**** PROVIDED DATA
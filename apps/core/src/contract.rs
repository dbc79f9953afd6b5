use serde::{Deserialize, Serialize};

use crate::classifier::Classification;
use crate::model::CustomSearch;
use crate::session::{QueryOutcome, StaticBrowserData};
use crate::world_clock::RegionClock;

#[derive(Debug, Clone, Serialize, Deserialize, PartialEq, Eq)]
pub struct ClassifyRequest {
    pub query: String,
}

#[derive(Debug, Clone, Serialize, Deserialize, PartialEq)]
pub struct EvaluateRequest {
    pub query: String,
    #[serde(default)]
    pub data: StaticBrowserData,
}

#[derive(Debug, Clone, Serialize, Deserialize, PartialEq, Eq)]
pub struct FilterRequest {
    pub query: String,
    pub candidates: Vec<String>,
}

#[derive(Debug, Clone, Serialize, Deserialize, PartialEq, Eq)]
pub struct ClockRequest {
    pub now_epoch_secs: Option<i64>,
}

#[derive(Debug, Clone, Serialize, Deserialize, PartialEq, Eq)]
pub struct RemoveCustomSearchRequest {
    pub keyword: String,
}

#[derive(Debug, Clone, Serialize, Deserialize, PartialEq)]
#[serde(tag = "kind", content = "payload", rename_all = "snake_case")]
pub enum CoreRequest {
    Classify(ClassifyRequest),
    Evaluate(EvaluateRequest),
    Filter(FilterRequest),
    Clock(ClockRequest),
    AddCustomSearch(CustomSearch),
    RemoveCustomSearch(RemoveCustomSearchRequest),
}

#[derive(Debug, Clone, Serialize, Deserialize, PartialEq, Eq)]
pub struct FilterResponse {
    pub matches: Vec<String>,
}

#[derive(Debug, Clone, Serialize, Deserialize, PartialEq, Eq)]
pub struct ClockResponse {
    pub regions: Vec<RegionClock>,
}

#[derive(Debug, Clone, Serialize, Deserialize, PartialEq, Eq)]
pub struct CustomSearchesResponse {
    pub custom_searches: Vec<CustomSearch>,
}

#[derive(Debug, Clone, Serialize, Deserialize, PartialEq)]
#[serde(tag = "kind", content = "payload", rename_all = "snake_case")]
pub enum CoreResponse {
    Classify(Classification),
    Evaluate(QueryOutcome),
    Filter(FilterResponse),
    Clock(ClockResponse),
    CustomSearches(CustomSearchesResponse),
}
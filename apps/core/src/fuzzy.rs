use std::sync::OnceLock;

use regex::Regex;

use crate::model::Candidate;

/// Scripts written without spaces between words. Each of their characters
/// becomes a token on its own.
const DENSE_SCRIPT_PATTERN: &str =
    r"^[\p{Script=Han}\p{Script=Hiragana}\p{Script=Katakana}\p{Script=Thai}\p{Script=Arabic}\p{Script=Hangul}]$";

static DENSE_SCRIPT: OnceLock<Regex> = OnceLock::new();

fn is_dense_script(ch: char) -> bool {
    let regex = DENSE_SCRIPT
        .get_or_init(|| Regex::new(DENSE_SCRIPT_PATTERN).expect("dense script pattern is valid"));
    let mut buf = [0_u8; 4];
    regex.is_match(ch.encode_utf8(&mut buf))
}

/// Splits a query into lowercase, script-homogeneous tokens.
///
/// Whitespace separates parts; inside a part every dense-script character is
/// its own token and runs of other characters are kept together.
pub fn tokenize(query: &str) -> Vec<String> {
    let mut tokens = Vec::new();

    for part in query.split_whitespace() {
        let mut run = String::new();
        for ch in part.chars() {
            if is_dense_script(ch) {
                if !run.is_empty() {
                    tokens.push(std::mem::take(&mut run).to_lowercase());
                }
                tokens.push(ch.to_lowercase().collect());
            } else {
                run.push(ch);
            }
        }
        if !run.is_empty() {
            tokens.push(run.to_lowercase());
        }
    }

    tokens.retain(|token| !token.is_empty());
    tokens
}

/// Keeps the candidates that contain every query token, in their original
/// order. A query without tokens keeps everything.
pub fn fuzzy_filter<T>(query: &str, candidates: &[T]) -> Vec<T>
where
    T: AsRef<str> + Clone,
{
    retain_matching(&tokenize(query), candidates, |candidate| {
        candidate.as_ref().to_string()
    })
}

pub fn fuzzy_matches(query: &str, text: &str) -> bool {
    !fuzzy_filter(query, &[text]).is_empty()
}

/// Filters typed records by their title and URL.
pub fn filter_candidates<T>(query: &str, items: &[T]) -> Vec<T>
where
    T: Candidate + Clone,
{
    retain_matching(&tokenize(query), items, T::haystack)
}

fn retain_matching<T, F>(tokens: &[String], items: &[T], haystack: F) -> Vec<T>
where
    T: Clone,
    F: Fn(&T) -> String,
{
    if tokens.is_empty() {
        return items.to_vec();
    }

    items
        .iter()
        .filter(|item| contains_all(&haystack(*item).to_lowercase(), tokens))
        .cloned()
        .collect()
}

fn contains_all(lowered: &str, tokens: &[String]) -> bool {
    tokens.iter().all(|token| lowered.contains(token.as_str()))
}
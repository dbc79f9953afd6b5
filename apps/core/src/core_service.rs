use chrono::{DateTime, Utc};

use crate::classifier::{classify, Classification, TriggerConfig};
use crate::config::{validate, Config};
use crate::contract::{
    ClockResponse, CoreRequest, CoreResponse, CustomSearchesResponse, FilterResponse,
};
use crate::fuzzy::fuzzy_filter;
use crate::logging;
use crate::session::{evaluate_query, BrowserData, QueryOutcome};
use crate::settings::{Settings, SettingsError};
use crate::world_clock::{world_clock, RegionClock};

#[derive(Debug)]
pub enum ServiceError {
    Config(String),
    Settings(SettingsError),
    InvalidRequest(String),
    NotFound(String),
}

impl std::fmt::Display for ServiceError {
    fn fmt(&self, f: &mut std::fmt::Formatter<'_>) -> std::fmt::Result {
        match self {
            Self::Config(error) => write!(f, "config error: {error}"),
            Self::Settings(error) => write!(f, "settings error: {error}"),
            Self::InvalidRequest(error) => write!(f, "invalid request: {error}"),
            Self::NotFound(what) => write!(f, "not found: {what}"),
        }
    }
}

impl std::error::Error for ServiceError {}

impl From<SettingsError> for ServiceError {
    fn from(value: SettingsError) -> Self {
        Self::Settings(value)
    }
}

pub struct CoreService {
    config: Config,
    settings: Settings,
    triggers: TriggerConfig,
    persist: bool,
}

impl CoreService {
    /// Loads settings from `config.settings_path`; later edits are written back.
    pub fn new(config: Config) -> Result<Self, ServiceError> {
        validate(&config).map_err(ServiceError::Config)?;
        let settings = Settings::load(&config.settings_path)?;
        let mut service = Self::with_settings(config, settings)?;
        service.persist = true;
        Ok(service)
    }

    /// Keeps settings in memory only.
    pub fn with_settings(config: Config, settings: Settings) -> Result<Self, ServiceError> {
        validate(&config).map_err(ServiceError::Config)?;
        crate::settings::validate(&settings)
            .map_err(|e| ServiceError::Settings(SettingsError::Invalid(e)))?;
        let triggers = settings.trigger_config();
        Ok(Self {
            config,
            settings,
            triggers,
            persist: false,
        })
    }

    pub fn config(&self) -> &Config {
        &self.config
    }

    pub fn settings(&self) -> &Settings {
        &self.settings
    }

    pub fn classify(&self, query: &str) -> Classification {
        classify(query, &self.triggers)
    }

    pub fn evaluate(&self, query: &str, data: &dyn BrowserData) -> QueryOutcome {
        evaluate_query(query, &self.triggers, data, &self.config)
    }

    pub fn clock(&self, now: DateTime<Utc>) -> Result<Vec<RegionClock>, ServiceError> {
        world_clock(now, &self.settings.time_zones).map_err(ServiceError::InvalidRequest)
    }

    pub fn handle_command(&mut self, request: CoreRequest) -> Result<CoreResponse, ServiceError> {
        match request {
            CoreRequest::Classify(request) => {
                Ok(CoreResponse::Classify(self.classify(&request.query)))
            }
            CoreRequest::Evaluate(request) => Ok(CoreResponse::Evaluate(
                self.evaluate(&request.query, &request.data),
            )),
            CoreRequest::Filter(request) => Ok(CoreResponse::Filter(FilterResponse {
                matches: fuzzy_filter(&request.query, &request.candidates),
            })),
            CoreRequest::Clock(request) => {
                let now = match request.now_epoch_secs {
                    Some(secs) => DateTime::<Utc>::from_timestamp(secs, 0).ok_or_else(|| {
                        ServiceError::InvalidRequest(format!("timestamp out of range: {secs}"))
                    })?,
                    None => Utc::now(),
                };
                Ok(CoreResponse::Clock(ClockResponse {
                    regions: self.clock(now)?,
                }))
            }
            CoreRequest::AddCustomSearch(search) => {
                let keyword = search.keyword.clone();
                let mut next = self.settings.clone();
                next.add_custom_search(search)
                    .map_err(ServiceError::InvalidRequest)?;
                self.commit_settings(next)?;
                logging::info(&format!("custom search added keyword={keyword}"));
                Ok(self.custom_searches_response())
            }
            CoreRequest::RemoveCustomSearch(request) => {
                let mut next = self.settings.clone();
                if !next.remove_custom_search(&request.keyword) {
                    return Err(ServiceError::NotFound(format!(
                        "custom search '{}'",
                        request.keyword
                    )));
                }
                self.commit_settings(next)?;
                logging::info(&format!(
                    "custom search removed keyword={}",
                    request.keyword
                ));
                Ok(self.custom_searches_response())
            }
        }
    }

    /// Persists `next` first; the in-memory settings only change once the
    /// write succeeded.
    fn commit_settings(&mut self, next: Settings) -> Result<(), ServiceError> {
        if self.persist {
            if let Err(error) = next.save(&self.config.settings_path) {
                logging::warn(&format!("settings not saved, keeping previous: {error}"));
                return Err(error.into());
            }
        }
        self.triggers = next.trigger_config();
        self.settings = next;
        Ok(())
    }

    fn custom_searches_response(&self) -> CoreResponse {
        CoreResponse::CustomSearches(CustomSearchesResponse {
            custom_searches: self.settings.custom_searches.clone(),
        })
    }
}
********
§ **WORK TO COMPLETE**: Find the word "ClassifyRequest" in the entries. Copy each line that holds it.

§ **WRITTEN RESPONSE**:
pub struct ClassifyRequest {
    Classify(ClassifyRequest),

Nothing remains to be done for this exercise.